Rupanya, kehebohan masa pacaran terus berlanjut setelah menikah. Padahal, hampir setiap tahun Terry melahirkan anak-anak yang lucu dan sehat. Kehadiran anak-anak tak mampu membendung kekisruhan dalam rumah tangga Terry. Selain selingkuh, suaminya juga ‘ringan tangan’ (‘bakat’ ini sebenarnya sudah tampak saat pacaran).
Tak tahan menghadapi ketegangan dan kekhawatiran setiap hari, dan demi keselamatan dirinya dan anak-anaknya, akhirnya Terry memutuskan bercerai dari suaminya.
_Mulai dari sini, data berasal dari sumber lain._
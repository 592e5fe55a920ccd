use std::time::Duration;

// doc constants
pub const DOC_ID: &str = "_id";
pub const DOC_CREATED: &str = "created_at";
pub const DOC_MODIFIED: &str = "updated_at";

// filter operator keys
pub const OP_IN: &str = "$in";
pub const OP_GT: &str = "$gt";
pub const OP_GTE: &str = "$gte";
pub const OP_LT: &str = "$lt";
pub const OP_LTE: &str = "$lte";
pub const OP_NE: &str = "$ne";
pub const OP_REGEX: &str = "$regex";
pub const OP_OPTIONS: &str = "$options";

// update operator keys
pub const OP_SET: &str = "$set";

// cache constants
pub const CACHE_WILDCARD: char = '*';
pub const DEFAULT_RESULT_TTL: Duration = Duration::from_secs(300);

// regex flag characters accepted by `$options`
pub const REGEX_FLAGS: &str = "imsxU";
Sepandai apapun seseorang, suatu saat ia tak dapat selalu menutup-nutupi dirinya yang sebenarnya. Baik suami Lenny maupun Terry sebenarnya sudah memberikan ‘tanda’ sejak mereka masih pacaran. Namun ‘tanda-tanda’ itu cenderung diabaikan oleh Lenny dan Terry dengan alasan: “Saya tidak mau berpikiran negatif tentang dia”. ‘Ketakutan’ mempunyai pikiran negatif tentang seseorang, membutakan ‘mata hati’ Lenny dan Terry.
Setiap orang sebenarnya memiliki kemampuan untuk melihat tanda. Pergunakanlah semaksimal mungkin kemampuan yang telah diberikan sang Pencipta. Tak perlu gundah dengan pikiran negatif. Pikiran negatif lebih didasarkan pada niat buruk. Sebab kalau demikian, berarti semua psikiater, psikolog, sosiolog, dan peneliti masalah sosial berpikiran negatif, dong! (Pantes Jakarta kebanjiran, soalnya pada cuek dengan tanda-tanda alam, sih!)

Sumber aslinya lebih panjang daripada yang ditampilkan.